1. Deal with various nuisance algae issues. Cyano + red hair + diatoms I think
2. Redo aquascape. Will be removing one substantial piece of LR and adding some dry shelf rock that I want to glue my LR to.
3. Replace sandbed with brand new, washed Fiji Pink
4. Setup a new Pico(!) with the removed piece of LR and some of the old sand.

I'd love to get rid or re-home a few hitchhikers in the process but I think that's just too much to take on.
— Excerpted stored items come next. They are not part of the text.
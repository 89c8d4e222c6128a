//! End-to-end launcher service tests: HTTP surface plus a mocked controller.

mod common;

use common::ScriptedSyncer;
use httpmock::prelude::*;
use serde_json::json;
use serial_test::serial;
use std::sync::Arc;
use std::time::{Duration, Instant};
use url::Url;
use workload_launcher::event::channel::pub_sub;
use workload_launcher::event::ApplicationEvent;
use workload_launcher::launcher::config::{ControllerConfig, LauncherConfig};
use workload_launcher::launcher::http_server::config::ServerConfig;
use workload_launcher::launcher::manifest::Manifest;
use workload_launcher::launcher::run::Application;
use workload_launcher::supervisor::backoff::BackoffPolicy;
use workload_launcher::supervisor::SupervisorOptions;

const MANIFEST: &str = r#"
templates:
  - name: consumer
    version: "1.0.0"
    isolation_level: namespace
    address: "127.0.0.1:7400"
"#;

fn free_port() -> u16 {
    std::net::TcpListener::bind("127.0.0.1:0")
        .unwrap()
        .local_addr()
        .unwrap()
        .port()
}

fn http() -> reqwest::blocking::Client {
    reqwest::blocking::Client::builder()
        .timeout(Duration::from_secs(3))
        .build()
        .unwrap()
}

fn config(port: u16, controller: Option<ControllerConfig>) -> LauncherConfig {
    LauncherConfig {
        launcher_id: "launcher-e2e".to_string(),
        controller,
        server: ServerConfig {
            port,
            workers: 1,
            ..Default::default()
        },
        supervisor: SupervisorOptions {
            resync_interval: Duration::from_millis(100),
            ..Default::default()
        },
        launch_timeout: Duration::from_secs(3),
        ..Default::default()
    }
}

fn wait_for_server(port: u16) {
    let client = http();
    let deadline = Instant::now() + Duration::from_secs(5);
    loop {
        if client
            .get(format!("http://127.0.0.1:{port}/status"))
            .send()
            .is_ok()
        {
            return;
        }
        assert!(Instant::now() < deadline, "server did not come up");
        std::thread::sleep(Duration::from_millis(50));
    }
}

#[test]
#[serial]
fn launch_list_health_and_terminate_over_http() {
    let port = free_port();
    let application = Application::with_manifest(
        config(port, None),
        Manifest::parse(MANIFEST).unwrap(),
        Arc::new(ScriptedSyncer::new()),
    );
    let (stop_tx, stop_rx) = pub_sub();
    let runtime = std::thread::spawn(move || application.run_with_stop(stop_rx));
    wait_for_server(port);

    let client = http();
    let base = format!("http://127.0.0.1:{port}");

    // Launch: isolation level and address come from the manifest template.
    let launched: serde_json::Value = client
        .post(format!("{base}/v1/processes"))
        .json(&json!({"pattern": "consumer", "namespace": "tenant-a"}))
        .send()
        .unwrap()
        .error_for_status()
        .unwrap()
        .json()
        .unwrap();
    assert_eq!(launched["process_id"], "ns:tenant-a:consumer");
    assert_eq!(launched["address"], "127.0.0.1:7400");
    assert_eq!(launched["healthy"], true);

    // Listing shows it; the state filter works.
    let processes: serde_json::Value = client
        .get(format!("{base}/v1/processes?state=syncing"))
        .send()
        .unwrap()
        .json()
        .unwrap();
    assert_eq!(processes.as_array().unwrap().len(), 1);

    // Aggregate health with the isolation distribution.
    let health: serde_json::Value = client
        .get(format!("{base}/v1/health?include_processes=true"))
        .send()
        .unwrap()
        .json()
        .unwrap();
    assert_eq!(health["total_processes"], 1);
    assert_eq!(health["running_processes"], 1);
    assert_eq!(health["isolation_distribution"]["namespace"], 1);
    assert_eq!(health["processes"].as_array().unwrap().len(), 1);

    // Terminating an unknown process is NotFound.
    let missing = client
        .delete(format!("{base}/v1/processes/ns:tenant-a:ghost"))
        .send()
        .unwrap();
    assert_eq!(missing.status(), 404);

    // Terminating the real one works and the record winds down.
    let gone = client
        .delete(format!("{base}/v1/processes/ns:tenant-a:consumer?grace_seconds=1"))
        .send()
        .unwrap();
    assert_eq!(gone.status(), 200);

    let deadline = Instant::now() + Duration::from_secs(3);
    loop {
        let health: serde_json::Value = client
            .get(format!("{base}/v1/health"))
            .send()
            .unwrap()
            .json()
            .unwrap();
        if health["running_processes"] == 0 {
            break;
        }
        assert!(Instant::now() < deadline, "termination not observed");
        std::thread::sleep(Duration::from_millis(50));
    }

    stop_tx.publish(ApplicationEvent::StopRequested).unwrap();
    runtime.join().unwrap().unwrap();
}

#[test]
#[serial]
fn controller_assignments_flow_into_the_supervisor_and_heartbeats_report_them() {
    let controller = MockServer::start();
    controller.mock(|when, then| {
        when.method(POST).path("/v1/launchers");
        then.status(200).json_body(json!({}));
    });
    controller.mock(|when, then| {
        when.method(GET).path("/v1/launchers/launcher-e2e/assignments");
        then.status(200).json_body(json!({
            "assignments": [{
                "process_id": "assigned:keyvalue",
                "type": "backend",
                "address": "10.0.0.5:7100",
                "config": {"engine": "memstore"},
            }],
            "revocations": [],
            "cursor": 1,
        }));
    });
    let heartbeat_mock = controller.mock(|when, then| {
        when.method(POST).path("/v1/launchers/launcher-e2e/heartbeat");
        then.status(200).json_body(json!({}));
    });

    let port = free_port();
    let controller_config = ControllerConfig {
        endpoint: Url::parse(&controller.base_url()).unwrap(),
        poll_interval: Duration::from_millis(50),
        heartbeat_interval: Duration::from_millis(100),
        request_timeout: Duration::from_secs(2),
        registration_backoff: BackoffPolicy::new(
            Duration::from_millis(20),
            Duration::from_millis(100),
            0.0,
        ),
    };
    let application = Application::with_manifest(
        config(port, Some(controller_config)),
        Manifest::default(),
        Arc::new(ScriptedSyncer::new()),
    );
    let (stop_tx, stop_rx) = pub_sub();
    let runtime = std::thread::spawn(move || application.run_with_stop(stop_rx));
    wait_for_server(port);

    let client = http();
    let base = format!("http://127.0.0.1:{port}");

    // The assignment lands in the supervisor.
    let deadline = Instant::now() + Duration::from_secs(5);
    loop {
        let health: serde_json::Value = client
            .get(format!("{base}/v1/health?include_processes=true"))
            .send()
            .unwrap()
            .json()
            .unwrap();
        if health["running_processes"] == 1 {
            let process = &health["processes"][0];
            assert_eq!(process["id"], "assigned:keyvalue");
            assert_eq!(process["category"], "backend");
            break;
        }
        assert!(Instant::now() < deadline, "assignment not applied");
        std::thread::sleep(Duration::from_millis(50));
    }

    // The status endpoint shows the controller as registered and reachable.
    let status: serde_json::Value = client
        .get(format!("{base}/status"))
        .send()
        .unwrap()
        .json()
        .unwrap();
    assert_eq!(status["controller"]["enabled"], true);
    assert_eq!(status["controller"]["registered"], true);
    assert_eq!(status["controller"]["reachable"], true);

    // Heartbeats keep flowing.
    let deadline = Instant::now() + Duration::from_secs(5);
    while heartbeat_mock.hits() < 2 {
        assert!(Instant::now() < deadline, "heartbeats not observed");
        std::thread::sleep(Duration::from_millis(50));
    }

    stop_tx.publish(ApplicationEvent::StopRequested).unwrap();
    runtime.join().unwrap().unwrap();
}
use crate::controller::client::ControllerError;
use crate::launcher::config::ConfigError;
use crate::launcher::defaults::{EXIT_MISCONFIGURED, EXIT_OK, EXIT_SHUTDOWN_TIMEOUT};
use crate::launcher::http_server::StatusServerError;
use crate::launcher::manifest::ManifestError;
use crate::supervisor::error::ShutdownError;
use thiserror::Error;

#[derive(Debug, Error)]
pub enum LauncherError {
    #[error(transparent)]
    Config(#[from] ConfigError),

    #[error(transparent)]
    Manifest(#[from] ManifestError),

    #[error(transparent)]
    Controller(#[from] ControllerError),

    #[error(transparent)]
    Server(#[from] StatusServerError),

    #[error("installing the termination signal handler: {0}")]
    SignalHandler(String),

    #[error(transparent)]
    Shutdown(#[from] ShutdownError),
}

impl LauncherError {
    /// Exit code contract of the launcher binary: 0 clean shutdown, 1 fatal
    /// misconfiguration, 2 shutdown deadline exceeded.
    pub fn exit_code(&self) -> i32 {
        match self {
            LauncherError::Shutdown(_) => EXIT_SHUTDOWN_TIMEOUT,
            _ => EXIT_MISCONFIGURED,
        }
    }
}

/// Exit code for a launcher run result.
pub fn exit_code(result: &Result<(), LauncherError>) -> i32 {
    match result {
        Ok(()) => EXIT_OK,
        Err(err) => err.exit_code(),
    }
}
//! Uptime reporting.
//!
//! Emits a `monotonic_counter.uptime` sample as a `tracing` event on a
//! crossbeam `tick` channel, picked up by an OpenTelemetry metrics layer
//! when one is installed and otherwise visible at TRACE level.

use crossbeam::channel::{never, tick, Receiver};
use duration_str::deserialize_duration;
use serde::Deserialize;
use std::time::{Duration, Instant, SystemTime, SystemTimeError};
use tracing::trace;

const DEFAULT_UPTIME_REPORT_INTERVAL: Duration = Duration::from_secs(60);

#[derive(Debug, Clone, PartialEq, Deserialize)]
#[serde(default)]
pub struct UptimeReportConfig {
    pub enabled: bool,
    #[serde(deserialize_with = "deserialize_duration")]
    pub interval: Duration,
}

impl Default for UptimeReportConfig {
    fn default() -> Self {
        Self {
            enabled: true,
            interval: DEFAULT_UPTIME_REPORT_INTERVAL,
        }
    }
}

/// Reports the time elapsed since it was created.
pub struct UptimeReporter {
    start_time: SystemTime,
}

impl Default for UptimeReporter {
    fn default() -> Self {
        Self {
            start_time: SystemTime::now(),
        }
    }
}

impl UptimeReporter {
    /// Builds a reporter and its ticker. A disabled config yields a channel
    /// that never fires, so the caller's select loop needs no special case.
    pub fn new_with_ticker(
        config: &UptimeReportConfig,
        start_time: Option<SystemTime>,
    ) -> (Self, Receiver<Instant>) {
        let reporter = start_time
            .map(|start_time| Self { start_time })
            .unwrap_or_default();
        let ticker = if config.enabled {
            let _ = reporter.report();
            tick(config.interval)
        } else {
            never()
        };
        (reporter, ticker)
    }

    /// Emits the uptime as a monotonic counter sample. Propagates clock
    /// anomalies so the caller decides how loud to be about them.
    pub fn report(&self) -> Result<(), SystemTimeError> {
        self.start_time
            .elapsed()
            .map(|uptime| trace!(monotonic_counter.uptime = uptime.as_secs_f64()))
    }
}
Here's the steps I'm planning on, hope I can get some feedback:

Friday
1. Wash new Fiji Pink sand. I have some delicate laundry bags I'll attempt to wash with but otherwise will use the bucket method
2. Mix saltwater, I'd like to start with at least 8g total spread over 2 5g buckets (A and B)

Saturday
1. Siphon ~3g water into a 5g bucket (C)
2. Remove lose rock and corals that are not embedded in sand and place in bucket
3. Siphon ~2g water into another 5g bucket (D)
4. Catch fish and shrimp and place in D
5. Remove remaining rocks and try to brush/wash sand and detritus off
6. Dump sand and rock (will reserve a bit for the Pico)
7. Clean tank
8. Spot clean rock with h2o2 and a toothbrush.
9. Glue new aquascape (minor changes, just gluing existing rock to some small shelf rock to get it off of the sand)
10. Place rock & coral
11. Place sand
12. Add water from A & B & D
13. Add fish and inverts

Sunday
1. Wash reused sand
2. Assemble Pico
3. Watch football

Does that make sense? I'm a little concerned killing off bacteria with the h2o2... though there's really not too much algae on the rocks, maybe I'll skip that and see how far I can get with a toothbrush.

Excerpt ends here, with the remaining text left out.